The task » What the task requires is each entry, restated exactly.

[The input Boundary: Start]

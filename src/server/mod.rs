//! Dashboard HTTP server.
//!
//! Every dashboard load reruns the whole pipeline (concept file, fetch loop,
//! partition) and renders the result; nothing is cached between requests.

pub mod gate;

use crate::analysis::{generate_dataset, partition};
use crate::concepts::load_concepts;
use crate::fetcher::CoverageClient;
use crate::models::{CoverageTable, CoverageViews};
use crate::report::dashboard::escape_html;
use crate::report::{render_dashboard, DashboardOptions};
use anyhow::{Context, Result};
use axum::extract::State;
use axum::http::header::{LOCATION, SET_COOKIE};
use axum::http::{HeaderMap, StatusCode};
use axum::response::{Html, IntoResponse, Response};
use axum::routing::{get, post};
use axum::{Form, Json, Router};
use gate::{expired_cookie, session_cookie, PasswordGate};
use indicatif::ProgressBar;
use serde::{Deserialize, Serialize};
use std::path::PathBuf;
use std::sync::Arc;
use tower_http::trace::TraceLayer;
use tracing::{error, info};

/// Shared server state.
pub struct AppState {
    pub client: CoverageClient,
    pub concepts_path: PathBuf,
    pub gate: PasswordGate,
}

impl AppState {
    /// Run the pipeline once and return the table.
    async fn fetch_table(&self) -> crate::error::Result<CoverageTable> {
        let concepts = load_concepts(&self.concepts_path)?;
        generate_dataset(&self.client, &concepts, &ProgressBar::hidden()).await
    }

    async fn fetch_views(&self) -> crate::error::Result<CoverageViews> {
        Ok(partition(&self.fetch_table().await?))
    }
}

#[derive(Debug, Deserialize)]
struct LoginForm {
    password: String,
}

/// Health check response
#[derive(Debug, Serialize)]
struct HealthResponse {
    status: String,
    version: String,
}

/// Create the dashboard router.
pub fn create_router(state: Arc<AppState>) -> Router {
    Router::new()
        .route("/", get(dashboard))
        .route("/login", post(login))
        .route("/logout", post(logout))
        .route("/api/coverage", get(coverage_json))
        .route("/health", get(health_check))
        .layer(TraceLayer::new_for_http())
        .with_state(state)
}

/// Bind and serve until the process is stopped.
pub async fn serve(bind: &str, state: Arc<AppState>) -> Result<()> {
    let listener = tokio::net::TcpListener::bind(bind)
        .await
        .with_context(|| format!("Failed to bind {}", bind))?;
    info!("Dashboard listening on http://{}", listener.local_addr()?);

    axum::serve(listener, create_router(state))
        .await
        .context("Dashboard server failed")
}

async fn dashboard(State(state): State<Arc<AppState>>, headers: HeaderMap) -> Response {
    if !state.gate.is_authorized(&headers) {
        return Html(render_login(None)).into_response();
    }

    match state.fetch_views().await {
        Ok(views) => {
            let options = DashboardOptions {
                show_logout: state.gate.is_enabled(),
            };
            Html(render_dashboard(&views, options)).into_response()
        }
        Err(e) => {
            error!("Dashboard run failed: {}", e);
            (StatusCode::INTERNAL_SERVER_ERROR, Html(render_error())).into_response()
        }
    }
}

async fn login(State(state): State<Arc<AppState>>, Form(form): Form<LoginForm>) -> Response {
    if !state.gate.verify(&form.password) {
        return (
            StatusCode::UNAUTHORIZED,
            Html(render_login(Some("Password incorrect"))),
        )
            .into_response();
    }

    if !state.gate.is_enabled() {
        return redirect_home(None);
    }

    let token = state.gate.create_session();
    redirect_home(Some(session_cookie(&token)))
}

async fn logout(State(state): State<Arc<AppState>>, headers: HeaderMap) -> Response {
    state.gate.end_session(&headers);
    redirect_home(Some(expired_cookie()))
}

async fn coverage_json(State(state): State<Arc<AppState>>, headers: HeaderMap) -> Response {
    if !state.gate.is_authorized(&headers) {
        return (StatusCode::UNAUTHORIZED, "login required").into_response();
    }

    match state.fetch_table().await {
        Ok(table) => Json(table).into_response(),
        Err(e) => {
            error!("Coverage run failed: {}", e);
            (StatusCode::INTERNAL_SERVER_ERROR, e.to_string()).into_response()
        }
    }
}

/// Health check endpoint
async fn health_check() -> Json<HealthResponse> {
    Json(HealthResponse {
        status: "healthy".to_string(),
        version: env!("CARGO_PKG_VERSION").to_string(),
    })
}

fn redirect_home(cookie: Option<String>) -> Response {
    match cookie {
        Some(cookie) => (
            StatusCode::SEE_OTHER,
            [(LOCATION, "/".to_string()), (SET_COOKIE, cookie)],
        )
            .into_response(),
        None => (StatusCode::SEE_OTHER, [(LOCATION, "/".to_string())]).into_response(),
    }
}

fn render_login(error: Option<&str>) -> String {
    let message = error
        .map(|e| format!("<p class=\"error\">😕 {}</p>", escape_html(e)))
        .unwrap_or_default();

    LOGIN_HTML.replace("{{error}}", &message)
}

fn render_error() -> String {
    ERROR_HTML.to_string()
}

const LOGIN_HTML: &str = r#"<!DOCTYPE html>
<html lang="en">
<head>
<meta charset="UTF-8">
<title>PICO Coverage</title>
<style>
body { font-family: "Source Sans Pro", sans-serif; max-width: 420px; margin: 4rem auto; color: #31333f; }
input { width: 100%; padding: 0.5rem; margin: 0.5rem 0; box-sizing: border-box; }
button { padding: 0.4rem 1rem; }
.error { background: #ffe9e9; color: #7d353b; padding: 0.6rem; border-radius: 4px; }
</style>
</head>
<body>
<h1>PICO Coverage</h1>
<form method="post" action="/login">
<label for="password">Password</label>
<input type="password" id="password" name="password" autofocus>
<button type="submit">Enter</button>
</form>
{{error}}
</body>
</html>
"#;

const ERROR_HTML: &str = r#"<!DOCTYPE html>
<html lang="en">
<head><meta charset="UTF-8"><title>PICO Coverage</title></head>
<body>
<h1>PICO Coverage</h1>
<p>Something went wrong while building the dashboard. Check the server log and reload the page.</p>
</body>
</html>
"#;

[The input Boundary: End]

Solution for this exercise »
filename src/server/mod.rs
//! Dashboard HTTP server.
//!
//! Every dashboard load reruns the whole pipeline (concept file, fetch loop,
//! partition) and renders the result; nothing is cached between requests.

pub mod gate;

use crate::analysis::{generate_dataset, partition};
use crate::concepts::load_concepts;
use crate::fetcher::CoverageClient;
use crate::models::{CoverageTable, CoverageViews};
use crate::report::dashboard::escape_html;
use crate::report::{render_dashboard, DashboardOptions};
use anyhow::{Context, Result};
use axum::extract::State;
use axum::http::header::{LOCATION, SET_COOKIE};
use axum::http::{HeaderMap, StatusCode};
use axum::response::{Html, IntoResponse, Response};
use axum::routing::{get, post};
use axum::{Form, Json, Router};
use gate::{expired_cookie, session_cookie, PasswordGate};
use indicatif::ProgressBar;
use serde::{Deserialize, Serialize};
use std::path::PathBuf;
use std::sync::Arc;
use tower_http::trace::TraceLayer;
use tracing::{error, info};

/// Shared server state.
pub struct AppState {
    pub client: CoverageClient,
    pub concepts_path: PathBuf,
    pub gate: PasswordGate,
}

impl AppState {
    /// Run the pipeline once and return the table.
    async fn fetch_table(&self) -> crate::error::Result<CoverageTable> {
        let concepts = load_concepts(&self.concepts_path)?;
        generate_dataset(&self.client, &concepts, &ProgressBar::hidden()).await
    }

    async fn fetch_views(&self) -> crate::error::Result<CoverageViews> {
        Ok(partition(&self.fetch_table().await?))
    }
}

#[derive(Debug, Deserialize)]
struct LoginForm {
    password: String,
}

/// Health check response
#[derive(Debug, Serialize)]
struct HealthResponse {
    status: String,
    version: String,
}

/// Create the dashboard router.
pub fn create_router(state: Arc<AppState>) -> Router {
    Router::new()
        .route("/", get(dashboard))
        .route("/login", post(login))
        .route("/logout", post(logout))
        .route("/api/coverage", get(coverage_json))
        .route("/health", get(health_check))
        .layer(TraceLayer::new_for_http())
        .with_state(state)
}

/// Bind and serve until the process is stopped.
pub async fn serve(bind: &str, state: Arc<AppState>) -> Result<()> {
    let listener = tokio::net::TcpListener::bind(bind)
        .await
        .with_context(|| format!("Failed to bind {}", bind))?;
    info!("Dashboard listening on http://{}", listener.local_addr()?);

    axum::serve(listener, create_router(state))
        .await
        .context("Dashboard server failed")
}

async fn dashboard(State(state): State<Arc<AppState>>, headers: HeaderMap) -> Response {
    if !state.gate.is_authorized(&headers) {
        return Html(render_login(None)).into_response();
    }

    match state.fetch_views().await {
        Ok(views) => {
            let options = DashboardOptions {
                show_logout: state.gate.is_enabled(),
            };
            Html(render_dashboard(&views, options)).into_response()
        }
        Err(e) => {
            error!("Dashboard run failed: {}", e);
            (StatusCode::INTERNAL_SERVER_ERROR, Html(render_error())).into_response()
        }
    }
}

async fn login(State(state): State<Arc<AppState>>, Form(form): Form<LoginForm>) -> Response {
    if !state.gate.verify(&form.password) {
        return (
            StatusCode::UNAUTHORIZED,
            Html(render_login(Some("Password incorrect"))),
        )
            .into_response();
    }

    if !state.gate.is_enabled() {
        return redirect_home(None);
    }

    let token = state.gate.create_session();
    redirect_home(Some(session_cookie(&token)))
}

async fn logout(State(state): State<Arc<AppState>>, headers: HeaderMap) -> Response {
    state.gate.end_session(&headers);
    redirect_home(Some(expired_cookie()))
}

async fn coverage_json(State(state): State<Arc<AppState>>, headers: HeaderMap) -> Response {
    if !state.gate.is_authorized(&headers) {
        return (StatusCode::UNAUTHORIZED, "login required").into_response();
    }

    match state.fetch_table().await {
        Ok(table) => Json(table).into_response(),
        Err(e) => {
            error!("Coverage run failed: {}", e);
            (StatusCode::INTERNAL_SERVER_ERROR, e.to_string()).into_response()
        }
    }
}

/// Health check endpoint
async fn health_check() -> Json<HealthResponse> {
    Json(HealthResponse {
        status: "healthy".to_string(),
        version: env!("CARGO_PKG_VERSION").to_string(),
    })
}

fn redirect_home(cookie: Option<String>) -> Response {
    match cookie {
        Some(cookie) => (
            StatusCode::SEE_OTHER,
            [(LOCATION, "/".to_string()), (SET_COOKIE, cookie)],
        )
            .into_response(),
        None => (StatusCode::SEE_OTHER, [(LOCATION, "/".to_string())]).into_response(),
    }
}

fn render_login(error: Option<&str>) -> String {
    let message = error
        .map(|e| format!("<p class=\"error\">😕 {}</p>", escape_html(e)))
        .unwrap_or_default();

    LOGIN_HTML.replace("{{error}}", &message)
}

fn render_error() -> String {
    ERROR_HTML.to_string()
}

const LOGIN_HTML: &str = r#"<!DOCTYPE html>
<html lang="en">
<head>
<meta charset="UTF-8">
<title>PICO Coverage</title>
<style>
body { font-family: "Source Sans Pro", sans-serif; max-width: 420px; margin: 4rem auto; color: #31333f; }
input { width: 100%; padding: 0.5rem; margin: 0.5rem 0; box-sizing: border-box; }
button { padding: 0.4rem 1rem; }
.error { background: #ffe9e9; color: #7d353b; padding: 0.6rem; border-radius: 4px; }
</style>
</head>
<body>
<h1>PICO Coverage</h1>
<form method="post" action="/login">
<label for="password">Password</label>
<input type="password" id="password" name="password" autofocus>
<button type="submit">Enter</button>
</form>
{{error}}
</body>
</html>
"#;

const ERROR_HTML: &str = r#"<!DOCTYPE html>
<html lang="en">
<head><meta charset="UTF-8"><title>PICO Coverage</title></head>
<body>
<h1>PICO Coverage</h1>
<p>Something went wrong while building the dashboard. Check the server log and reload the page.</p>
</body>
</html>
"#;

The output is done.